Every line below that has "info" in it should be copied.

++++++++++++++++++++

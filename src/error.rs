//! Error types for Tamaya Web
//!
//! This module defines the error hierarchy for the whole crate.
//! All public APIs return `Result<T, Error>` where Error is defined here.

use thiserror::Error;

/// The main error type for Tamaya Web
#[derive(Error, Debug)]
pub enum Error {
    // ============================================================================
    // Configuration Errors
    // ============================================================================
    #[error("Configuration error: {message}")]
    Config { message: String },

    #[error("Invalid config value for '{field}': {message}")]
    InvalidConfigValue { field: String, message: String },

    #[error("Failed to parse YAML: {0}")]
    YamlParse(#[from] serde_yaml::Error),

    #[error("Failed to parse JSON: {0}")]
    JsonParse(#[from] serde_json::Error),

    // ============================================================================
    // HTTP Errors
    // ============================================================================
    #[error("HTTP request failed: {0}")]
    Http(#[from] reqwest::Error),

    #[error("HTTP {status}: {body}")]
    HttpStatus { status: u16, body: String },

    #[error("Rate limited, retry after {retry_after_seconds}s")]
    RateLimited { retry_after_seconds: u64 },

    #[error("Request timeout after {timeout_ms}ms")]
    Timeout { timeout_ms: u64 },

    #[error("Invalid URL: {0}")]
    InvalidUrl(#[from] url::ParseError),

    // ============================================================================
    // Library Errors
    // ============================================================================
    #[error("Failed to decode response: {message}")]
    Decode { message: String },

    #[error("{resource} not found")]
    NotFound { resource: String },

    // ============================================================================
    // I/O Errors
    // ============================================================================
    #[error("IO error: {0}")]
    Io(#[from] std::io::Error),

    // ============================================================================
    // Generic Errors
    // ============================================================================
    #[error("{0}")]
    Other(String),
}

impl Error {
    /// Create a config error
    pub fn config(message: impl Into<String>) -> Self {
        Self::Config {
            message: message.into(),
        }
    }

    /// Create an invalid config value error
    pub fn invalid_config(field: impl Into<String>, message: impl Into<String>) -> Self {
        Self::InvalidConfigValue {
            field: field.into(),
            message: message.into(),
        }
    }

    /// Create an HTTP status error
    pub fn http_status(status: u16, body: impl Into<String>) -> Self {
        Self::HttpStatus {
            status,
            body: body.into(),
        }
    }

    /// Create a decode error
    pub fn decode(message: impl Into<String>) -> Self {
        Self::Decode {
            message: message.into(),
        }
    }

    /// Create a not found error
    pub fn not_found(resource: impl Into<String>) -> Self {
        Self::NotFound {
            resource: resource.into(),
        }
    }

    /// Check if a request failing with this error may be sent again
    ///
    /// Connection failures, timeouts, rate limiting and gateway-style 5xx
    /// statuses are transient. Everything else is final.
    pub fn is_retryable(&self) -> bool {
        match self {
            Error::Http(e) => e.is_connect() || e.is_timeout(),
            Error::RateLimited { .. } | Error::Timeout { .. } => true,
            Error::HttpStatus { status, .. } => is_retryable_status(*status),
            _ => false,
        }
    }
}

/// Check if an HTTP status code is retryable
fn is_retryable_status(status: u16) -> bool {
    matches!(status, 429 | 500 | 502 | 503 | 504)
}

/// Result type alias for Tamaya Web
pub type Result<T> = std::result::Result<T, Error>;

++++++++++++++++++++

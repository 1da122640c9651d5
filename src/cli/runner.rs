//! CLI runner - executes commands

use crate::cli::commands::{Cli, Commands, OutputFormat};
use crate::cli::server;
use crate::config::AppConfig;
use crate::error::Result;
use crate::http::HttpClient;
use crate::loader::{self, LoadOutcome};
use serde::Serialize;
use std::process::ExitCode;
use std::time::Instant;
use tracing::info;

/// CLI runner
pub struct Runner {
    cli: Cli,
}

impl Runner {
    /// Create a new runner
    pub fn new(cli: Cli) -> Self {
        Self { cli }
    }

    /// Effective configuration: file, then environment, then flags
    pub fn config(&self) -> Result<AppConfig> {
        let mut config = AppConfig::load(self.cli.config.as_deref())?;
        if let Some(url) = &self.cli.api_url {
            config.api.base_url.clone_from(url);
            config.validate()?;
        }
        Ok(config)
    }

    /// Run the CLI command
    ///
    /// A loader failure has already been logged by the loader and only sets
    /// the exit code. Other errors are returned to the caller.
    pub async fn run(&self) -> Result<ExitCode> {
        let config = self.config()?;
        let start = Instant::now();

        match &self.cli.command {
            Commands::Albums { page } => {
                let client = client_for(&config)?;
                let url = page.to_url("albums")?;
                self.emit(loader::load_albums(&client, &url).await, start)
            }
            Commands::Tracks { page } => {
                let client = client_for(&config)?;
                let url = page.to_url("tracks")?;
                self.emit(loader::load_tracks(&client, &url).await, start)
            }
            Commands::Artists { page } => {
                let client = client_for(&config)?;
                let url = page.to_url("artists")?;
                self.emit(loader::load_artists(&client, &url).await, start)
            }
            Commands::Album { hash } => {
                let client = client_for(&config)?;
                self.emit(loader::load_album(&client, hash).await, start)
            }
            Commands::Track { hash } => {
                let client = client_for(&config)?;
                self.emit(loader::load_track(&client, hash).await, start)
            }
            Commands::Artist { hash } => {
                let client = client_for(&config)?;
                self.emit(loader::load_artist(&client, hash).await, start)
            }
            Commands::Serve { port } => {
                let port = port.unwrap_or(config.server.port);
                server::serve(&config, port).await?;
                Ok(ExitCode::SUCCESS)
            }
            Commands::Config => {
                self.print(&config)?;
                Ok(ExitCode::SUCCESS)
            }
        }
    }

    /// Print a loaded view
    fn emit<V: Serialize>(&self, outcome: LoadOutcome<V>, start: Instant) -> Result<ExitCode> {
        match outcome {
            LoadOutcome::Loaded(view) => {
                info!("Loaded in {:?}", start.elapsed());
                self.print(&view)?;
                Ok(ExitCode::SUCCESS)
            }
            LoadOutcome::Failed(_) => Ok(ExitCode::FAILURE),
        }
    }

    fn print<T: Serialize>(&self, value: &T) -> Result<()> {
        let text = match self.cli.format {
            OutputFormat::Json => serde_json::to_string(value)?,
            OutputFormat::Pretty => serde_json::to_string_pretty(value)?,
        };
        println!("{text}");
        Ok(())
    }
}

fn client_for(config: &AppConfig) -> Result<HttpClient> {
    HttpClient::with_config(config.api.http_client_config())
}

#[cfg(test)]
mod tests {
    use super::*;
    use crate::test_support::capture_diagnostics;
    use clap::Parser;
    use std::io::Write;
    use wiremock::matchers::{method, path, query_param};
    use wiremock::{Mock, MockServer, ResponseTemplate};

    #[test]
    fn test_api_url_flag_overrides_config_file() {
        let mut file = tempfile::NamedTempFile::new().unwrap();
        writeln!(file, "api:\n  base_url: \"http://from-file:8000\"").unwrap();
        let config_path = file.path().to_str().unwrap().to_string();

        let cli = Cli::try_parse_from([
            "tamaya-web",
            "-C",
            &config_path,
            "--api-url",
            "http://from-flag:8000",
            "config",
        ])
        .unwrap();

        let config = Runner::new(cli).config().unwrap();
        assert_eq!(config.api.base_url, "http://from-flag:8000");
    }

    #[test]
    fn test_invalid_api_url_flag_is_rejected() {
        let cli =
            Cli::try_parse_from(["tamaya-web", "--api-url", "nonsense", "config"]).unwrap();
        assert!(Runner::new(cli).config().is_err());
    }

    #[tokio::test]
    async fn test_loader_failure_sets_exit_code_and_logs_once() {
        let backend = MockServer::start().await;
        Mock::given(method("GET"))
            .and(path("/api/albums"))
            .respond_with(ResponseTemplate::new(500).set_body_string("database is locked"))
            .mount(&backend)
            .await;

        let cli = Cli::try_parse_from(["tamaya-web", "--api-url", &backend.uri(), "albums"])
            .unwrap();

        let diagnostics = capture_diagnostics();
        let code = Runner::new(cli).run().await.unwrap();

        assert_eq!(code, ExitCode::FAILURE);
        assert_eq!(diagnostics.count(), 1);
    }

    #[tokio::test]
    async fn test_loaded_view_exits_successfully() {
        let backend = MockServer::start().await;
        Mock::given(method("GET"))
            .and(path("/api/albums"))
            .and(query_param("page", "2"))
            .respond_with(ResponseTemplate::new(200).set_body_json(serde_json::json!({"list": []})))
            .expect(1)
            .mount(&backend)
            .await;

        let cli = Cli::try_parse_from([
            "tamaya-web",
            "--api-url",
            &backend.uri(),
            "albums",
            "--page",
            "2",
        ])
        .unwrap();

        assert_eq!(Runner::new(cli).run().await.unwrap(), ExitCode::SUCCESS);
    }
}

++++++++++++++++++++

**Reply**:
use tracing::info;
                info!("Loaded in {:?}", start.elapsed());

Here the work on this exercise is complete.